[Records from a collection]
┄┄┄┄┄┄┄┄┄┄┄┄┄┄┄┄┄┄┄┄

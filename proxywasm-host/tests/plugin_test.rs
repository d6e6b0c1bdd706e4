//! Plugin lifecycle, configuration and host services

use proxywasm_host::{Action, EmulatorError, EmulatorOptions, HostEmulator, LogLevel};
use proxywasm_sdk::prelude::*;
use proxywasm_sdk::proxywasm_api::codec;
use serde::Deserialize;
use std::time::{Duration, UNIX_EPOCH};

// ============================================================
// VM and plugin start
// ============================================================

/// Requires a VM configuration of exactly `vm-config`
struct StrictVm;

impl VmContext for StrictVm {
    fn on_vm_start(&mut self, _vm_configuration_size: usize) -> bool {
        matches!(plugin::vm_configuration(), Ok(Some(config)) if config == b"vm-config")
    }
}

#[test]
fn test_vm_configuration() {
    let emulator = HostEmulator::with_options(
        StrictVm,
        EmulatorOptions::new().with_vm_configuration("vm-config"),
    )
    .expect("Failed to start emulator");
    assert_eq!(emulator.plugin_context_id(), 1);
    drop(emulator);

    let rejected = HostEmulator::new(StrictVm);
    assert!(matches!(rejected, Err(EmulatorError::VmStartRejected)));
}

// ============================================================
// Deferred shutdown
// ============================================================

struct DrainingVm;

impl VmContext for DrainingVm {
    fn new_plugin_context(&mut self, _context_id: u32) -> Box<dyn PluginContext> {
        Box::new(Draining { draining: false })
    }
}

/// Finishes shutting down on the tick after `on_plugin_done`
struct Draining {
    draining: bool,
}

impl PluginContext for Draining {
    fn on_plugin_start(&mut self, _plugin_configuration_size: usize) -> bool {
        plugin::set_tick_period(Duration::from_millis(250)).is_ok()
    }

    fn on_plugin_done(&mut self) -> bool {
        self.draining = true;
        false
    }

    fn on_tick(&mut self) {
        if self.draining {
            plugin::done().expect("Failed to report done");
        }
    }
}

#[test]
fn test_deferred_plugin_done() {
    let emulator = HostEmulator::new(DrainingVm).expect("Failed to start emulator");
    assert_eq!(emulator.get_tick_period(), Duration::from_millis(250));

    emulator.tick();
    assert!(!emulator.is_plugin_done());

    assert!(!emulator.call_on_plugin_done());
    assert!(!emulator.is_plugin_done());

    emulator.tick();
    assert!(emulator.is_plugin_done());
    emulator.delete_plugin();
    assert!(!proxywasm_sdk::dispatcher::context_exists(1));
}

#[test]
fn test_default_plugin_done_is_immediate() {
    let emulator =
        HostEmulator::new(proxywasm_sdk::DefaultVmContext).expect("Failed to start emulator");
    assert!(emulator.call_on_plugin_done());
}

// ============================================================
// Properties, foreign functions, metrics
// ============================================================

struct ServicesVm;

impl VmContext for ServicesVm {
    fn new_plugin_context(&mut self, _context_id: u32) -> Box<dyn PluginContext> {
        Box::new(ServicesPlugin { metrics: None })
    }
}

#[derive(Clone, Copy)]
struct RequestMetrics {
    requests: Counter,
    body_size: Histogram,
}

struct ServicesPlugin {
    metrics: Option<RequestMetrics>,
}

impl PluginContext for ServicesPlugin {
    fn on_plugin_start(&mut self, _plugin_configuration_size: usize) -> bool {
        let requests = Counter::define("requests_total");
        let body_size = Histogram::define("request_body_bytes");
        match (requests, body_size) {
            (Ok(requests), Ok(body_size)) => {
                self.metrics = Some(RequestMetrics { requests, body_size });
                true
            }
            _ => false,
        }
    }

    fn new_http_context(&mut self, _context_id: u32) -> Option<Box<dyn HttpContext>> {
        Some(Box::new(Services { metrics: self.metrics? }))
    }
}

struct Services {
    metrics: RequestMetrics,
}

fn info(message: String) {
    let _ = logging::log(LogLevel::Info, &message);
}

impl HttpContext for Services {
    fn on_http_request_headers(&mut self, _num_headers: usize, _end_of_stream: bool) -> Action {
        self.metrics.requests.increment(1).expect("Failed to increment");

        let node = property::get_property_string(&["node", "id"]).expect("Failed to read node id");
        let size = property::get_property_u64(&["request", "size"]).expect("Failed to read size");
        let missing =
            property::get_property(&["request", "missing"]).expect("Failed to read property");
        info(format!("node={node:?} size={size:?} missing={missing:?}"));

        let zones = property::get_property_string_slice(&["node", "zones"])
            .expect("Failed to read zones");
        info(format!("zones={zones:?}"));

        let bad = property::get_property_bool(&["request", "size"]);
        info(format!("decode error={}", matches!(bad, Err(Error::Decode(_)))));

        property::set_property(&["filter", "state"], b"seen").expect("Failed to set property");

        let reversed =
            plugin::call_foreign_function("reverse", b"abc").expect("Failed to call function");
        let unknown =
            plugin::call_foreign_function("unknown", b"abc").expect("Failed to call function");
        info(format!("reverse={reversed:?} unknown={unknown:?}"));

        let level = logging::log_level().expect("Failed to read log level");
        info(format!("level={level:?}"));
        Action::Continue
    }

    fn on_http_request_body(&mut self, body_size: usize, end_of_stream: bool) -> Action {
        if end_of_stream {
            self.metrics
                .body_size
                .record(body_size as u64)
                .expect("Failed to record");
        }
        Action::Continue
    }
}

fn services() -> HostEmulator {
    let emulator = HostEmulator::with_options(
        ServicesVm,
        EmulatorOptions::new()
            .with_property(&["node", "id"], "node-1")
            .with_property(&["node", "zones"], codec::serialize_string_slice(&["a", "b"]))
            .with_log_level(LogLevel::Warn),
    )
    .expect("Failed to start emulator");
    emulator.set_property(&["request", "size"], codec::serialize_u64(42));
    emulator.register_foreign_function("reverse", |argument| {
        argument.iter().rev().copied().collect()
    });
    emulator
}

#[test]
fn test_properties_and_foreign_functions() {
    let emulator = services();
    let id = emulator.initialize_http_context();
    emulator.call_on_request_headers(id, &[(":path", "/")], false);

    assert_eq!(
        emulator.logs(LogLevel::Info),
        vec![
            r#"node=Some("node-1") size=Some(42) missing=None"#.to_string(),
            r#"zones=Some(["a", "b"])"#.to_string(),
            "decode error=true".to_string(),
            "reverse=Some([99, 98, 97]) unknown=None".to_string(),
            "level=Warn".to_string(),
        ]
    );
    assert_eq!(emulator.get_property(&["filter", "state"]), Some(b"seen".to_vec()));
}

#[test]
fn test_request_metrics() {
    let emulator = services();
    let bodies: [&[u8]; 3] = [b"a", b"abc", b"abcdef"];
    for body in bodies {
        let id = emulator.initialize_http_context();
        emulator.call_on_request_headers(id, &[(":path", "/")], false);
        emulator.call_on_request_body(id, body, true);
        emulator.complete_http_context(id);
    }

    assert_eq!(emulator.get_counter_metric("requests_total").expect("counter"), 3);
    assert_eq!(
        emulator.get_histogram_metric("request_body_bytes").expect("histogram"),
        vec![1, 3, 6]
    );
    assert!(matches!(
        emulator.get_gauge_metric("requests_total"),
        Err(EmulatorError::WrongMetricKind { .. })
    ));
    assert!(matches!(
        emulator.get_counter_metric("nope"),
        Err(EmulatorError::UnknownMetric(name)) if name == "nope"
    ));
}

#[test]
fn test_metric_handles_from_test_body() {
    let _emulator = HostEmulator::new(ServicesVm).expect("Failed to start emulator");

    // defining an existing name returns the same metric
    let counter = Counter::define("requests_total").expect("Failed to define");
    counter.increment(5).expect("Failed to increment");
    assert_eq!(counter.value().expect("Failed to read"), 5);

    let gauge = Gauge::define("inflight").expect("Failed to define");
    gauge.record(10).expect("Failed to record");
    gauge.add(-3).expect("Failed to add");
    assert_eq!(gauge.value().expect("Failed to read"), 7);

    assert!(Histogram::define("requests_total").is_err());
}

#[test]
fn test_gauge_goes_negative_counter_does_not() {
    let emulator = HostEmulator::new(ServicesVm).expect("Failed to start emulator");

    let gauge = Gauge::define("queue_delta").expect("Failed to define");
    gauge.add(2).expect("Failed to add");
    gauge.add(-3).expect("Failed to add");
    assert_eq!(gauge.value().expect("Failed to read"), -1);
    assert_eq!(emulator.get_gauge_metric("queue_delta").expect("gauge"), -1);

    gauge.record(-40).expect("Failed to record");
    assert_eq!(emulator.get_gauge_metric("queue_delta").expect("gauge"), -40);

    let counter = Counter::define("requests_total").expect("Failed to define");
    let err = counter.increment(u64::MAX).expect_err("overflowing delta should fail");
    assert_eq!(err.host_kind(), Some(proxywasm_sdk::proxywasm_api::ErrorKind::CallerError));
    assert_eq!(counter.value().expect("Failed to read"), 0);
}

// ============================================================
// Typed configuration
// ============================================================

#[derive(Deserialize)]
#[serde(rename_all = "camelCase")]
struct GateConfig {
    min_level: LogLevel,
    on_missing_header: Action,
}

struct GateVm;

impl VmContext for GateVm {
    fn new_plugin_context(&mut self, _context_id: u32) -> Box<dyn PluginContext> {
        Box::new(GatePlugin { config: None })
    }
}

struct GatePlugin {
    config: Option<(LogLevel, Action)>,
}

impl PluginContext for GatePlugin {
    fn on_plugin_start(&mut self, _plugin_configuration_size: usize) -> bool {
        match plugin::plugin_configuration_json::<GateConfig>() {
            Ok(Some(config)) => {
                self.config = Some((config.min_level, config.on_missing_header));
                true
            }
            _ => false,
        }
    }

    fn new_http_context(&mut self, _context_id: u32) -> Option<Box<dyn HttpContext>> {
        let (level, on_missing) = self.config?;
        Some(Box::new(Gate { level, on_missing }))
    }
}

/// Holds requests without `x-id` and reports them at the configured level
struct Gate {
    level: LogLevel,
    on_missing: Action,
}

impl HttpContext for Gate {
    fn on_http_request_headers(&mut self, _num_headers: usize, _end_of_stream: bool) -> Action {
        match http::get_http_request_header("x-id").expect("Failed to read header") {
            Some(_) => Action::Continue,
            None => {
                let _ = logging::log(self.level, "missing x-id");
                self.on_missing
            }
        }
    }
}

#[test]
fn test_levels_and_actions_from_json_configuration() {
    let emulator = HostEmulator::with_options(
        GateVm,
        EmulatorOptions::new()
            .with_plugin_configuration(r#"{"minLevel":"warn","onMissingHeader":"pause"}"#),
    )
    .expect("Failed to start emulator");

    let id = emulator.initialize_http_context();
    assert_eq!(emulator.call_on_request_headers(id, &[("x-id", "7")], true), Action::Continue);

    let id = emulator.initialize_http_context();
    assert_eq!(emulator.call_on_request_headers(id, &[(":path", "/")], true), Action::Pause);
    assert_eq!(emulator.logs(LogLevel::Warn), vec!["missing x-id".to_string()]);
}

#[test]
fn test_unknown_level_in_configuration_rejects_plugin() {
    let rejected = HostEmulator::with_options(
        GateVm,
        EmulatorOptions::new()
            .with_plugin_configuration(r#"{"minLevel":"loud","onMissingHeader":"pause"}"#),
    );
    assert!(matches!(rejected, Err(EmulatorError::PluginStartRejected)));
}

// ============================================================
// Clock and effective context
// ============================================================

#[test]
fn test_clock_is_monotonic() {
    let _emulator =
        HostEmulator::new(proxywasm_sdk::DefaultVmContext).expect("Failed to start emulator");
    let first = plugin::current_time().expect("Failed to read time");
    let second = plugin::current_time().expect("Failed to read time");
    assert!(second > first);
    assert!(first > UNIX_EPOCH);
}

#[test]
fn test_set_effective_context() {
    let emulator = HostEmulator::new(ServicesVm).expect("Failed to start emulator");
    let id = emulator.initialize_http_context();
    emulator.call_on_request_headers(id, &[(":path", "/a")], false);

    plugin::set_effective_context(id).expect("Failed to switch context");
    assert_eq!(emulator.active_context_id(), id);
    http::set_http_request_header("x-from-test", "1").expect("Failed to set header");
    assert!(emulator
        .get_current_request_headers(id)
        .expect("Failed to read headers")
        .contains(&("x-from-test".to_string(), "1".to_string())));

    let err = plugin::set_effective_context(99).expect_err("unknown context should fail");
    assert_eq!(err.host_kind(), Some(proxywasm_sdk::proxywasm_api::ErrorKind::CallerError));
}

┄┄┄┄┄┄┄┄┄┄┄┄┄┄┄┄┄┄┄┄

_THE PROBLEM_
Could you tally the lines in these records that contain the word "logs" and give only the result?

_EXERCISE OUTPUT_
2